You can tell us that we can keep your data but must stop processing it, including preventing future mailings and communications.
If possible we will inform any third parties to whom your data has been disclosed of your requirement.
Your data is across manual records and computer systems. We will do our best to provide information in a portable format only if our systems allow us to do so.
If we can, we will stop processing your data if you object to processing based on legitimate interests.
Your data will not be used for marketing purposes unless we have your consent.
We will stop processing your data if you object to processing for the purpose of research and statistics unless it is in the customers interest within the company.
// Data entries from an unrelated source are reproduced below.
use crate::client::constants::DEFAULT_SYNC_ROUNDS;
use crate::config::{AddressFamily, Transport};
use std::net::SocketAddr;
use std::path::PathBuf;
use std::time::Duration;

/// Client run settings, fixed for the whole run.
#[derive(Debug, Clone)]
pub struct ClientConfig {
    pub target: SocketAddr,
    pub transport: Transport,
    /// Encoded size of every measurement packet, already clamped
    pub packet_size: usize,
    pub packet_count: usize,
    pub delay_ms: u64,
    /// Target rate; takes precedence over `delay_ms` when > 0
    pub rate_pps: u32,
    pub clock_sync: bool,
    pub sync_rounds: usize,
    pub warmup: usize,
    /// Receive timeout per exchange
    pub timeout: Duration,
    pub output: Option<PathBuf>,
    pub quiet: bool,
}

impl ClientConfig {
    /// Settings matching the CLI defaults, aimed at `target`.
    pub fn new(target: SocketAddr, transport: Transport) -> Self {
        Self {
            target,
            transport,
            packet_size: 1024,
            packet_count: 100,
            delay_ms: 100,
            rate_pps: 10,
            clock_sync: false,
            sync_rounds: DEFAULT_SYNC_ROUNDS,
            warmup: 0,
            timeout: Duration::from_millis(1000),
            output: None,
            quiet: false,
        }
    }

    /// Pause between consecutive measurement packets.
    pub fn interval(&self) -> Duration {
        if self.rate_pps > 0 {
            Duration::from_micros(1_000_000 / self.rate_pps as u64)
        } else {
            Duration::from_millis(self.delay_ms)
        }
    }

    pub fn family(&self) -> AddressFamily {
        if self.target.is_ipv6() {
            AddressFamily::V6
        } else {
            AddressFamily::V4
        }
    }
}
use crate::error::{Error, Result};
use crate::protocol::{Packet, MAX_PACKET_SIZE};
use crate::transport::{is_timeout, NetworkSocket};
use std::io;
use std::net::{SocketAddr, UdpSocket};
use std::time::Duration;
use tracing::{debug, warn};

/// UDP-based implementation of NetworkSocket
#[derive(Debug)]
pub struct UdpNetworkSocket {
    socket: UdpSocket,
    send_buf: Vec<u8>,
    // One spare byte so an oversized datagram shows up as a size mismatch.
    recv_buf: Vec<u8>,
}

impl UdpNetworkSocket {
    /// Bind to a local address
    pub fn bind(addr: SocketAddr) -> Result<Self> {
        debug!(addr = %addr, "Binding UDP socket");
        let socket = UdpSocket::bind(addr).map_err(|e| {
            warn!(error = %e, "Failed to bind socket");
            Error::Socket(format!("Failed to bind to {}: {}", addr, e))
        })?;
        debug!("Socket bound successfully");
        Ok(Self {
            socket,
            send_buf: Vec::new(),
            recv_buf: vec![0u8; MAX_PACKET_SIZE + 1],
        })
    }

    /// Connect to a remote address
    pub fn connect(&self, addr: SocketAddr) -> Result<()> {
        debug!(addr = %addr, "Connecting UDP socket");
        self.socket.connect(addr).map_err(|e| {
            warn!(error = %e, "Failed to connect socket");
            Error::Socket(format!("Failed to connect to {}: {}", addr, e))
        })?;
        debug!("Socket connected successfully");
        Ok(())
    }

    pub fn local_addr(&self) -> Result<SocketAddr> {
        Ok(self.socket.local_addr()?)
    }
}

impl NetworkSocket for UdpNetworkSocket {
    fn send_packet(&mut self, packet: &Packet) -> Result<usize> {
        self.send_buf.clear();
        packet.encode_into(&mut self.send_buf);
        let bytes_sent = loop {
            match self.socket.send(&self.send_buf) {
                Ok(n) => break n,
                Err(e) if e.kind() == io::ErrorKind::Interrupted => continue,
                Err(e) => {
                    warn!(error = %e, "Failed to send packet");
                    return Err(Error::Io(e));
                }
            }
        };
        debug!(
            bytes_sent = bytes_sent,
            sequence = packet.sequence.0,
            "Packet sent"
        );
        Ok(bytes_sent)
    }

    fn recv_packet(&mut self) -> Result<Packet> {
        // Signals interrupt a timed recv without restarting it; keep waiting
        // so the packet in flight is not counted as lost.
        let len = loop {
            match self.socket.recv(&mut self.recv_buf) {
                Ok(len) => break len,
                Err(e) if e.kind() == io::ErrorKind::Interrupted => continue,
                Err(e) if is_timeout(&e) => return Err(Error::Timeout),
                Err(e) => {
                    debug!(error = %e, "Failed to receive packet");
                    return Err(Error::Io(e));
                }
            }
        };
        let packet = Packet::decode(&self.recv_buf[..len])?;
        debug!(
            sequence = packet.sequence.0,
            bytes_received = len,
            "Packet received"
        );
        Ok(packet)
    }

    fn set_timeout(&self, timeout: Duration) -> Result<()> {
        debug!(timeout_ms = timeout.as_millis(), "Setting socket timeout");
        self.socket.set_read_timeout(Some(timeout)).map_err(|e| {
            warn!(error = %e, "Failed to set timeout");
            Error::Socket(format!("Failed to set timeout: {}", e))
        })?;
        debug!("Timeout set successfully");
        Ok(())
    }
}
Not to be subject to automated decision-making including profiling
We do not use any automated decision making including profiling
We reserve the right to judge what information we must continue to hold to be able to conduct our business and meet the needs of our customers and legislative requirements.
You have the right to lodge a complaint with the Information Commissioners’ Office at https://ico.org.uk
The security of our customer data is very important to us.
We will ensure that we have in place appropriate technical and organisational measures to prevent unauthorised or unlawful processing of your data.
All our servers/computers are password protected. Paper copies of company data are either stored numerically in binders in our office, a locked safe/cabinet or behind locked doors. We take all necessary steps to ensure your data is treated and stored securely.
The controller for customers data is the Managing Director who can be contacted by email firstname.lastname@example.org or in writing Joseph Dobsons & Sons Ltd 26 Northgate, Elland, West Yorkshire HX5 0RU.
Our Data Protection Officer for customer data is the HR Manager who can be contacted in person or in writing Joseph Dobsons & Sons Ltd 26 Northgate, Elland, West Yorkshire HX5 0RU.
Communications to you may be sent by post, telephone, or in person.
If you have any concerns or questions please contact the Data Protection Officer (HR Manager) who will help to answer any issues that may arise.
Where you may have a specific requests relating to how we manage your data, we will endeavour to resolve these, but please note that there may be circumstances where we cannot comply with specific requests.